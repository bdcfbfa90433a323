// Copyright (c) 2025, The Ruskit Authors
// MIT License
// All rights reserved.

//! # Consumer Registration and Dispatch
//!
//! This module collects the `(queue, handler)` bindings registered by the
//! host application and starts one consumer task per bound queue. Bindings
//! are deduplicated by queue name, so registering the same queue twice never
//! creates two subscriptions.
//!
//! Each consumer task drains its delivery stream until the channel dies.
//! The stream ending is reported to the service supervisor tagged with the
//! channel epoch it belongs to, complementing the channel's own error
//! observer for closures the observer does not see (such as a cancelled
//! consumer).

use crate::{
    consumer::consume,
    errors::AmqpError,
    handler::ConsumerHandler,
    queue::QueueDefinition,
    service::BrokerEvent,
};
use futures_util::StreamExt;
use lapin::{types::FieldTable, Channel};
use std::sync::Arc;
use tokio::sync::mpsc::UnboundedSender;
use tracing::{debug, error, info, warn};

/// A registered consumer: a queue name and the handler bound to it.
#[derive(Clone)]
pub struct ConsumerBinding {
    pub(crate) queue: String,
    pub(crate) handler: Arc<dyn ConsumerHandler>,
}

/// The set of consumer bindings, deduplicated by queue name.
#[derive(Default)]
pub(crate) struct ConsumerRegistry {
    bindings: Vec<ConsumerBinding>,
}

impl ConsumerRegistry {
    /// Registers a handler for a queue. Idempotent per queue name: a second
    /// registration for the same queue is dropped with a warning.
    pub(crate) fn register(&mut self, queue: &str, handler: Arc<dyn ConsumerHandler>) -> bool {
        if self.bindings.iter().any(|binding| binding.queue == queue) {
            warn!("consumer already registered for queue: {}", queue);
            return false;
        }

        self.bindings.push(ConsumerBinding {
            queue: queue.to_owned(),
            handler,
        });
        true
    }

    pub(crate) fn bindings(&self) -> Vec<ConsumerBinding> {
        self.bindings.clone()
    }
}

/// Subscribes the handler to its queue and spawns the dispatch task.
///
/// The subscription uses the queue's consume options, with manual
/// acknowledgement unless `no_ack` was explicitly enabled on the definition.
pub(crate) async fn start_consumer(
    channel: Arc<Channel>,
    queue: QueueDefinition,
    exchange: String,
    queue_name: String,
    handler: Arc<dyn ConsumerHandler>,
    events: UnboundedSender<BrokerEvent>,
    epoch: u64,
) -> Result<(), AmqpError> {
    let mut consumer = match channel
        .basic_consume(
            &queue_name,
            &queue.name,
            queue.consume,
            FieldTable::default(),
        )
        .await
    {
        Err(err) => {
            error!(error = err.to_string(), "error to create the consumer");
            Err(AmqpError::BindingConsumerError(queue_name.clone()))
        }
        Ok(c) => Ok(c),
    }?;

    info!(
        "consumer initialized - exchange: {} queue: {}",
        exchange, queue_name
    );

    tokio::spawn(async move {
        while let Some(result) = consumer.next().await {
            match result {
                Ok(delivery) => {
                    if let Err(err) = consume(&delivery, &queue, &exchange, &handler).await {
                        error!(error = err.to_string(), "error consume msg");
                    }
                }

                Err(err) => error!(error = err.to_string(), "errors consume msg"),
            }
        }

        debug!("consumer stream ended for queue: {}", queue_name);
        let _ = events.send(BrokerEvent::ChannelClosed { epoch });
    });

    Ok(())
}

#[cfg(test)]
mod tests {
    use super::*;
    use crate::handler::MockConsumerHandler;

    fn mock_handler() -> Arc<dyn ConsumerHandler> {
        Arc::new(MockConsumerHandler::new())
    }

    #[test]
    fn registering_the_same_queue_twice_keeps_one_binding() {
        let mut registry = ConsumerRegistry::default();

        assert!(registry.register("orders", mock_handler()));
        assert!(!registry.register("orders", mock_handler()));

        assert_eq!(registry.bindings().len(), 1);
    }

    #[test]
    fn distinct_queues_each_get_a_binding() {
        let mut registry = ConsumerRegistry::default();

        registry.register("orders", mock_handler());
        registry.register("payments", mock_handler());

        let queues: Vec<String> = registry
            .bindings()
            .iter()
            .map(|binding| binding.queue.clone())
            .collect();
        assert_eq!(queues, vec!["orders".to_owned(), "payments".to_owned()]);
    }
}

Work to be completed> Write out every line in the data that holds the string "delivery".

Result of this exercise>
//! Each consumer task drains its delivery stream until the channel dies.
                Ok(delivery) => {
                    if let Err(err) = consume(&delivery, &queue, &exchange, &handler).await {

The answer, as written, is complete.